I didn’t have a computer until around 1990. It was a 386.
We had computers in the house from around 1981 (Apples, which my Dad taught me basic programming on). I was attending computer classes in 1982 as a 5 yr old, and by 1986 my brother had a Spectrum of his own. So 1986 was definitely the computer age.
The U.S. Census Bureau says 8.2 percent of householders had a computer in 1984, and that rose to 15 percent by 1990. I’m also assuming things were similar in Canada, which seems reasonable to me. So computer ownership wasn’t unheard of, but it was far from common.
I’ll be honest. If I had the choice today between no computer and a state-of-the-art 1986 computer, I’d rather just have no computer. I wouldn’t have the patience to deal with that old of a computer, and there’s not much that I could do with it anyway.
Mac Plus came out in 1986. Other than needing a spare paperclip to “eject” a recalcitrant floppy, I dare say you’d have no problem with the interface. Probably the only thing you’d really notice is that you could only have one program open at a time (Multifinder came along in 1987).
Dark Castle came out in 1986 and kicked ass.
Infocom was still in the text adventure biz in 1986 but not for long. Most, if not all of their popular games were available for Macintosh.
who didn’t love creating bitmap art with MacPaint?
MacWrite was great too.
You’d be fine.
1986 wasn’t much different from today. In 1986, I didn’t have an iPod, but I had a Walkman. I didn’t have a computer, but I played videogames. I had an Atari 5200. The Nintendo NES system was out, too. There were many entertaining games for both. The Atari 5200 had what was then the best home version of Pac-Man. No DVD players, but I had VHS. I had cable TV. The Challenger explosion was the first true event endlessly covered on the news, at least other than the JFK assassination. I didn’t have a cell phone, but pay phones were plentiful and a phone call only cost about 20¢. Of course, going without a cell phone today is harder. I don’t even know where the closest pay phone is now. But having already lived through 1986, I could do it again for a year and it wouldn’t seem like much of a sacrifice to me. Just give me a cane to shake at the young whippersnappers who keep walking on my lawn.
cochrane, you mention everything about the tech ‘revolution’ except information.
The world of information is literally at our fingertips now.

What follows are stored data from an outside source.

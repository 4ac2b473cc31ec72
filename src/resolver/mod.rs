//! Attachment presentation resolution.
//!
//! [`resolve`] turns one [`AttachmentDescriptor`] into a [`RenderPlan`]: a
//! tagged description of which presentation variant the UI should use and
//! the fully-resolved fields that variant needs. It is a pure function —
//! no I/O, no shared state, no error path. Every input, however malformed,
//! yields a displayable plan.

use serde::{Deserialize, Serialize};

use crate::i18n;
use crate::model::attachment::{AttachmentDescriptor, AttachmentKind};

/// MIME type offered to a playback element as one `<source>` candidate.
#[derive(Debug, Clone, Copy, PartialEq, Eq, Serialize, Deserialize)]
pub enum MimeCandidate {
    #[serde(rename = "audio/ogg")]
    OggAudio,
    #[serde(rename = "audio/mpeg")]
    MpegAudio,
    #[serde(rename = "audio/wav")]
    WavAudio,
    #[serde(rename = "video/mp4")]
    Mp4Video,
}

impl MimeCandidate {
    /// The MIME type string for the playback element.
    pub fn mime(self) -> &'static str {
        match self {
            Self::OggAudio => "audio/ogg",
            Self::MpegAudio => "audio/mpeg",
            Self::WavAudio => "audio/wav",
            Self::Mp4Video => "video/mp4",
        }
    }
}

/// Source candidates for audio playback. The order is fixed: the playback
/// element probes them front to back and plays the first supported one.
pub const AUDIO_SOURCE_CANDIDATES: [MimeCandidate; 3] = [
    MimeCandidate::OggAudio,
    MimeCandidate::MpegAudio,
    MimeCandidate::WavAudio,
];

/// Source candidates for video playback.
pub const VIDEO_SOURCE_CANDIDATES: [MimeCandidate; 1] = [MimeCandidate::Mp4Video];

/// Fully-resolved, UI-agnostic instruction for presenting one attachment.
///
/// Exactly one variant is produced per descriptor. Label fields are present
/// only when the corresponding raw value was a defined, positive number.
#[derive(Debug, Clone, PartialEq, Serialize, Deserialize)]
#[serde(tag = "variant", rename_all = "lowercase")]
pub enum RenderPlan {
    /// The media has no URL yet. Takes precedence over every kind rule.
    Unavailable { reason: String },

    /// Inline image, opened full-resolution on click.
    Image {
        url: String,
        alt_text: String,
        clickable_fullscreen: bool,
    },

    /// Audio player with ordered source candidates.
    Audio {
        url: String,
        mime_candidates: Vec<MimeCandidate>,
        #[serde(default, skip_serializing_if = "Option::is_none")]
        duration_label: Option<String>,
        #[serde(default, skip_serializing_if = "Option::is_none")]
        size_label: Option<String>,
        #[serde(default, skip_serializing_if = "Option::is_none")]
        download_filename: Option<String>,
    },

    /// Video player with ordered source candidates.
    Video {
        url: String,
        mime_candidates: Vec<MimeCandidate>,
        #[serde(default, skip_serializing_if = "Option::is_none")]
        duration_label: Option<String>,
        #[serde(default, skip_serializing_if = "Option::is_none")]
        size_label: Option<String>,
    },

    /// Download link for a document.
    Document {
        url: String,
        display_name: String,
        #[serde(default, skip_serializing_if = "Option::is_none")]
        size_label: Option<String>,
        #[serde(default, skip_serializing_if = "Option::is_none")]
        download_filename: Option<String>,
    },

    /// Plain-text stand-in for unrecognized attachment kinds.
    Fallback { text: String },
}

/// Resolve one attachment descriptor into a render plan.
///
/// Total function: undefined or invalid input maps to `Unavailable` or
/// `Fallback`, never to an error.
pub fn resolve(descriptor: &AttachmentDescriptor) -> RenderPlan {
    // A missing or empty URL dominates every kind-specific rule.
    let url = match descriptor
        .url
        .as_deref()
        .filter(|u| !u.trim().is_empty())
    {
        Some(u) => u.to_string(),
        None => {
            return RenderPlan::Unavailable {
                reason: i18n::media_unavailable().to_string(),
            }
        }
    };

    match descriptor.kind {
        AttachmentKind::Image | AttachmentKind::Sticker => RenderPlan::Image {
            url,
            alt_text: descriptor
                .filename
                .clone()
                .unwrap_or_else(|| i18n::image_generic_alt().to_string()),
            clickable_fullscreen: true,
        },
        AttachmentKind::Audio => RenderPlan::Audio {
            url,
            mime_candidates: AUDIO_SOURCE_CANDIDATES.to_vec(),
            duration_label: format_duration(descriptor.duration_seconds),
            size_label: format_size(descriptor.size_bytes),
            download_filename: descriptor.filename.clone(),
        },
        AttachmentKind::Video => RenderPlan::Video {
            url,
            mime_candidates: VIDEO_SOURCE_CANDIDATES.to_vec(),
            duration_label: format_duration(descriptor.duration_seconds),
            size_label: format_size(descriptor.size_bytes),
        },
        AttachmentKind::Document => RenderPlan::Document {
            url,
            display_name: descriptor
                .filename
                .clone()
                .unwrap_or_else(|| i18n::document_default_name().to_string()),
            size_label: format_size(descriptor.size_bytes),
            download_filename: descriptor.filename.clone(),
        },
        AttachmentKind::Unknown => RenderPlan::Fallback {
            text: format!(
                "\u{1F4C4} {}",
                descriptor
                    .filename
                    .as_deref()
                    .unwrap_or_else(|| i18n::fallback_download_label())
            ),
        },
    }
}

/// Format a playback duration for display.
///
/// Missing, non-finite, or non-positive input yields no label (a zero-length
/// clip is indistinguishable from a missing duration). Durations are floored
/// to whole seconds; `>= 60s` renders as `"m:ss"`, shorter as `"{s}s"`.
pub fn format_duration(seconds: Option<f64>) -> Option<String> {
    let secs = seconds.filter(|s| s.is_finite() && *s > 0.0)?;
    let total = secs.floor() as u64;
    if total == 0 {
        return None;
    }
    let minutes = total / 60;
    let rem = total % 60;
    if minutes > 0 {
        Some(format!("{minutes}:{rem:02}"))
    } else {
        Some(format!("{rem}s"))
    }
}

/// Format a byte count for display: one decimal in KB below 1024 KB,
/// otherwise one decimal in MB.
///
/// Missing, non-finite, or non-positive input yields no label.
pub fn format_size(bytes: Option<f64>) -> Option<String> {
    let bytes = bytes.filter(|b| b.is_finite() && *b > 0.0)?;
    let kilobytes = bytes / 1024.0;
    if kilobytes < 1024.0 {
        Some(format!("{kilobytes:.1} KB"))
    } else {
        Some(format!("{:.1} MB", kilobytes / 1024.0))
    }
}
//! Batch resolution of descriptor streams.
//!
//! The messaging backend exports attachment metadata as NDJSON (one
//! descriptor per line). This module resolves whole streams into render
//! plans, written either as NDJSON or as a human-readable table. Malformed
//! lines are skipped with a warning, never fatal.

use std::io::{BufRead, BufReader, Write};
use std::path::Path;

use unicode_width::UnicodeWidthChar;

use crate::error::{PlanError, Result};
use crate::i18n;
use crate::model::attachment::AttachmentDescriptor;
use crate::resolver::{self, RenderPlan};

/// Output format for batch resolution.
#[derive(Debug, Clone, Copy, PartialEq, Eq)]
pub enum OutputFormat {
    /// One JSON render plan per line (or indented, see [`BatchOptions::pretty`]).
    Json,
    /// Human-readable aligned table.
    Table,
}

impl OutputFormat {
    /// Parse a format name as given on the CLI or in the config file.
    pub fn from_name(name: &str) -> Result<Self> {
        match name {
            "json" => Ok(Self::Json),
            "table" => Ok(Self::Table),
            other => Err(PlanError::InvalidFormat(other.to_string())),
        }
    }
}

/// Rendering options for batch output.
#[derive(Debug, Clone, Copy)]
pub struct BatchOptions {
    pub format: OutputFormat,
    /// Indented JSON instead of one object per line.
    pub pretty: bool,
    /// Maximum display width of the detail column in table output.
    pub detail_width: usize,
}

impl Default for BatchOptions {
    fn default() -> Self {
        Self {
            format: OutputFormat::Json,
            pretty: false,
            detail_width: 40,
        }
    }
}

/// Statistics from one batch run.
#[derive(Debug, Clone, Copy, Default)]
pub struct BatchStats {
    /// Render plans written.
    pub resolved: usize,
    /// Malformed descriptor lines skipped.
    pub skipped: usize,
    /// Size of the input file in bytes (0 when reading from a stream).
    pub input_size: u64,
}

/// Resolve a descriptor stream line by line.
///
/// `progress`, when given, is called with the number of input bytes consumed
/// after each line. Blank lines are ignored; lines that fail to parse are
/// counted in [`BatchStats::skipped`] and logged, and processing continues.
pub fn resolve_lines<R: BufRead, W: Write>(
    reader: R,
    writer: &mut W,
    options: BatchOptions,
    progress: Option<&dyn Fn(u64)>,
) -> Result<BatchStats> {
    let mut stats = BatchStats::default();
    let mut consumed: u64 = 0;

    if options.format == OutputFormat::Table {
        write_table_header(writer, options.detail_width)?;
    }

    for (lineno, line) in reader.lines().enumerate() {
        let line = line?;
        consumed += line.len() as u64 + 1;
        if let Some(cb) = progress {
            cb(consumed);
        }

        let trimmed = line.trim();
        if trimmed.is_empty() {
            continue;
        }

        let descriptor: AttachmentDescriptor = match serde_json::from_str(trimmed) {
            Ok(d) => d,
            Err(e) => {
                tracing::warn!(
                    line = lineno + 1,
                    error = %e,
                    "Skipping malformed descriptor line"
                );
                stats.skipped += 1;
                continue;
            }
        };

        let plan = resolver::resolve(&descriptor);
        match options.format {
            OutputFormat::Json => {
                let json = if options.pretty {
                    serde_json::to_string_pretty(&plan)
                } else {
                    serde_json::to_string(&plan)
                }
                .map_err(|e| PlanError::Json {
                    line: lineno + 1,
                    source: e,
                })?;
                writeln!(writer, "{json}")?;
            }
            OutputFormat::Table => {
                write_table_row(writer, stats.resolved + 1, &plan, options.detail_width)?;
            }
        }
        stats.resolved += 1;
    }

    writer.flush()?;
    Ok(stats)
}

/// Resolve a descriptor file, writing plans to `output` (or stdout).
///
/// `progress` is called with `(bytes_consumed, total_bytes)`.
pub fn resolve_file(
    input: &Path,
    output: Option<&Path>,
    options: BatchOptions,
    progress: &dyn Fn(u64, u64),
) -> Result<BatchStats> {
    if !input.exists() {
        return Err(PlanError::FileNotFound(input.to_path_buf()));
    }

    let total = std::fs::metadata(input)
        .map_err(|e| PlanError::io(input, e))?
        .len();
    let file = std::fs::File::open(input).map_err(|e| PlanError::io(input, e))?;
    let reader = BufReader::new(file);

    let mut writer: Box<dyn Write> = match output {
        Some(path) => {
            let file = std::fs::File::create(path).map_err(|e| PlanError::io(path, e))?;
            Box::new(std::io::BufWriter::new(file))
        }
        None => Box::new(std::io::stdout().lock()),
    };

    let mut stats = resolve_lines(
        reader,
        &mut writer,
        options,
        Some(&|consumed| progress(consumed, total)),
    )?;
    stats.input_size = total;
    Ok(stats)
}

// ── Table output ────────────────────────────────────────────────

fn write_table_header<W: Write>(writer: &mut W, detail_width: usize) -> Result<()> {
    writeln!(
        writer,
        "  {:<4} {:<12} {} {}",
        "#",
        i18n::col_variant(),
        pad_truncate(i18n::col_detail(), detail_width),
        i18n::col_labels()
    )?;
    writeln!(writer, "  {}", "-".repeat(4 + 1 + 12 + 1 + detail_width + 20))?;
    Ok(())
}

fn write_table_row<W: Write>(
    writer: &mut W,
    index: usize,
    plan: &RenderPlan,
    detail_width: usize,
) -> Result<()> {
    writeln!(
        writer,
        "  {:<4} {:<12} {} {}",
        index,
        variant_name(plan),
        pad_truncate(&plan_detail(plan), detail_width),
        plan_labels(plan)
    )?;
    Ok(())
}

/// The variant tag, matching the serialized `"variant"` field.
fn variant_name(plan: &RenderPlan) -> &'static str {
    match plan {
        RenderPlan::Unavailable { .. } => "unavailable",
        RenderPlan::Image { .. } => "image",
        RenderPlan::Audio { .. } => "audio",
        RenderPlan::Video { .. } => "video",
        RenderPlan::Document { .. } => "document",
        RenderPlan::Fallback { .. } => "fallback",
    }
}

/// The most identifying field of the plan, for the table's detail column.
fn plan_detail(plan: &RenderPlan) -> String {
    match plan {
        RenderPlan::Unavailable { reason } => reason.clone(),
        RenderPlan::Image { alt_text, .. } => alt_text.clone(),
        RenderPlan::Audio { url, .. } => url.clone(),
        RenderPlan::Video { url, .. } => url.clone(),
        RenderPlan::Document { display_name, .. } => display_name.clone(),
        RenderPlan::Fallback { text } => text.clone(),
    }
}

/// Duration/size labels joined for the table's last column.
fn plan_labels(plan: &RenderPlan) -> String {
    let (duration, size) = match plan {
        RenderPlan::Audio {
            duration_label,
            size_label,
            ..
        }
        | RenderPlan::Video {
            duration_label,
            size_label,
            ..
        } => (duration_label.as_deref(), size_label.as_deref()),
        RenderPlan::Document { size_label, .. } => (None, size_label.as_deref()),
        _ => (None, None),
    };
    [duration, size]
        .iter()
        .flatten()
        .copied()
        .collect::<Vec<_>>()
        .join(", ")
}

/// Pad or truncate a string to an exact display width (filenames and
/// captions are routinely non-ASCII).
fn pad_truncate(s: &str, width: usize) -> String {
    let mut out = String::new();
    let mut used = 0;
    for ch in s.chars() {
        let w = ch.width().unwrap_or(0);
        if used + w > width {
            break;
        }
        out.push(ch);
        used += w;
    }
    for _ in used..width {
        out.push(' ');
    }
    out
}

We didn’t live in an information vacuum in 1986. I mentioned cable TV. CNN was coming into its own. Newspapers and magazines were still relevant. I don’t feel more informed now than I did then. It’s just that the information is more electronically based now than it was then. But I still could keep just as well informed without the Internet.
Cochrane, in 1986 one could not access the complete Code of Federal Regulation on line at any time. I just spent a week throwing out 93% of all the paper files in my house because the only ones I need anymore are the ISO standards, and I expect to have them on jackdrive by Friday.
I fail to see how such information would be relevant to my everyday life, now or in 1986. That’s not information I have ever found myself needing. Nor have most people IMO. YMMV. In 1986, if I needed such information, I would’ve gone to the library. And I would not find it onerous to do so today. But how many people need to look up the complete Code of Federal Regulation?